**Data to use**:
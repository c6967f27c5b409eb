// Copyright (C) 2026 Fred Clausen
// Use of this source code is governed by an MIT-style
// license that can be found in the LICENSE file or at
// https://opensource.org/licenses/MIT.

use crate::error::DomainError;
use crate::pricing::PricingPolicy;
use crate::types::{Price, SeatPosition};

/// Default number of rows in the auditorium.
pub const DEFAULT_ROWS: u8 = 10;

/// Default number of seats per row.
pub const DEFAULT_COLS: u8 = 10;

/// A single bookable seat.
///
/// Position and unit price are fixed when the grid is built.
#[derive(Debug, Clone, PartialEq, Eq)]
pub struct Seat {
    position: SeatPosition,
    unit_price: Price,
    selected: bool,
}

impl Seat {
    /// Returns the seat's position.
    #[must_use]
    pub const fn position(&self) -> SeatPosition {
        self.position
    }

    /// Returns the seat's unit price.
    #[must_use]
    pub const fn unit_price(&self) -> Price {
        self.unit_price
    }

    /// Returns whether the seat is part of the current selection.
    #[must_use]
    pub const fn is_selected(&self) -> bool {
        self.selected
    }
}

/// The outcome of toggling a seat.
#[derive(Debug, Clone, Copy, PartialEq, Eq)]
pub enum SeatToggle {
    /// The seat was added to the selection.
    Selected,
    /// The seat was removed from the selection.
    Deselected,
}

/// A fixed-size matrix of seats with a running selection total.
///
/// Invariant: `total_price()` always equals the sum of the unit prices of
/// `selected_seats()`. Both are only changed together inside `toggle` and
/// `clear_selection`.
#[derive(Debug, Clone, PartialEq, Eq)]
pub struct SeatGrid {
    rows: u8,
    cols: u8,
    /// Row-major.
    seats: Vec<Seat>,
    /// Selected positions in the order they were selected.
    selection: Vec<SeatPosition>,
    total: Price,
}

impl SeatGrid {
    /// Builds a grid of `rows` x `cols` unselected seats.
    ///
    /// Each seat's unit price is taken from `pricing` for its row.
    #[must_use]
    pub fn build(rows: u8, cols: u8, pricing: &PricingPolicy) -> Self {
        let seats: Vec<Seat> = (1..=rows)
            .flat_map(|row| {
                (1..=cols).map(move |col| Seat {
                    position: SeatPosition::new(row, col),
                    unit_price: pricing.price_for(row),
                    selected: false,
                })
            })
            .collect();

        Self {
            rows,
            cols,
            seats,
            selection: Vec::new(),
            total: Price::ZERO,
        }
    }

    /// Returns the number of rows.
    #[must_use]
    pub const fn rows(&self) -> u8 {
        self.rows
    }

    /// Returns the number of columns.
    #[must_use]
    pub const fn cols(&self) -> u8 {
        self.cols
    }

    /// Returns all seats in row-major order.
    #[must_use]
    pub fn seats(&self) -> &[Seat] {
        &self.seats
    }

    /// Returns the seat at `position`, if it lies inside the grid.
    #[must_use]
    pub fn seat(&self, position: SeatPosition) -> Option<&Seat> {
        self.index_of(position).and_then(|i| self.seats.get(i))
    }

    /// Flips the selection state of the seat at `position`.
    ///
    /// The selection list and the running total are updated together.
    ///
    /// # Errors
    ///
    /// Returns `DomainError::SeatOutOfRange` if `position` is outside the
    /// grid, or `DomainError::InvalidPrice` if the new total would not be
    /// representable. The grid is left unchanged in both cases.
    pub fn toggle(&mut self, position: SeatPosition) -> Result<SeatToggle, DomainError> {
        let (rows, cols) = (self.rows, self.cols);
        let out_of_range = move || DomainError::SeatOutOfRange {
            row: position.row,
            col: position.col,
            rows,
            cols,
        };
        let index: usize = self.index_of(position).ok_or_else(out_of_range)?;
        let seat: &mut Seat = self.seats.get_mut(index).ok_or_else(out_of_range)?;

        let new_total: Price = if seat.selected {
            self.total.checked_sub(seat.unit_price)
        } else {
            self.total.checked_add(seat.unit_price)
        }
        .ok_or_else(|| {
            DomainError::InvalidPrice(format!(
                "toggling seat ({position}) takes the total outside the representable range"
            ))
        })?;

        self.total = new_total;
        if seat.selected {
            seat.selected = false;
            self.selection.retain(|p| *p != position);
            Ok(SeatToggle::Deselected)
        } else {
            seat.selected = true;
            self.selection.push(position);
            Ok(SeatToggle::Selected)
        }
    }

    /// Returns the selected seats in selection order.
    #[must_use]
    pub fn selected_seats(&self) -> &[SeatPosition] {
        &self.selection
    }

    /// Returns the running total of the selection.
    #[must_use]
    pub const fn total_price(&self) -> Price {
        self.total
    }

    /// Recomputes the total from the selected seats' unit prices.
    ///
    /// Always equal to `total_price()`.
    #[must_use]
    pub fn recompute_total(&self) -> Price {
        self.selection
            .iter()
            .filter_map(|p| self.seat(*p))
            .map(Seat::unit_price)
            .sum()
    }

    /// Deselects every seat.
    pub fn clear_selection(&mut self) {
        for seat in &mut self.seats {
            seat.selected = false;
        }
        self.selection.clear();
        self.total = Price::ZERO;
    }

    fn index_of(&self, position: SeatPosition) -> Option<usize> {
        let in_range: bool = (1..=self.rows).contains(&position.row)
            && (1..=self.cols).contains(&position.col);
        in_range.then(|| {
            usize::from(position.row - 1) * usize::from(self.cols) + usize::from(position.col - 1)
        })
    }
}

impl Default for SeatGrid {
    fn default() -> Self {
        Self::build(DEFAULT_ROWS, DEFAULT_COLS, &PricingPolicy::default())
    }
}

**Task statement**: Only the lines above from the line containing "let (rows, cols)" through the line containing "self.selection.clear();" should be retyped, exactly and with both ends included.

**Solution**:
        let (rows, cols) = (self.rows, self.cols);
        let out_of_range = move || DomainError::SeatOutOfRange {
            row: position.row,
            col: position.col,
            rows,
            cols,
        };
        let index: usize = self.index_of(position).ok_or_else(out_of_range)?;
        let seat: &mut Seat = self.seats.get_mut(index).ok_or_else(out_of_range)?;

        let new_total: Price = if seat.selected {
            self.total.checked_sub(seat.unit_price)
        } else {
            self.total.checked_add(seat.unit_price)
        }
        .ok_or_else(|| {
            DomainError::InvalidPrice(format!(
                "toggling seat ({position}) takes the total outside the representable range"
            ))
        })?;

        self.total = new_total;
        if seat.selected {
            seat.selected = false;
            self.selection.retain(|p| *p != position);
            Ok(SeatToggle::Deselected)
        } else {
            seat.selected = true;
            self.selection.push(position);
            Ok(SeatToggle::Selected)
        }
    }

    /// Returns the selected seats in selection order.
    #[must_use]
    pub fn selected_seats(&self) -> &[SeatPosition] {
        &self.selection
    }

    /// Returns the running total of the selection.
    #[must_use]
    pub const fn total_price(&self) -> Price {
        self.total
    }

    /// Recomputes the total from the selected seats' unit prices.
    ///
    /// Always equal to `total_price()`.
    #[must_use]
    pub fn recompute_total(&self) -> Price {
        self.selection
            .iter()
            .filter_map(|p| self.seat(*p))
            .map(Seat::unit_price)
            .sum()
    }

    /// Deselects every seat.
    pub fn clear_selection(&mut self) {
        for seat in &mut self.seats {
            seat.selected = false;
        }
        self.selection.clear();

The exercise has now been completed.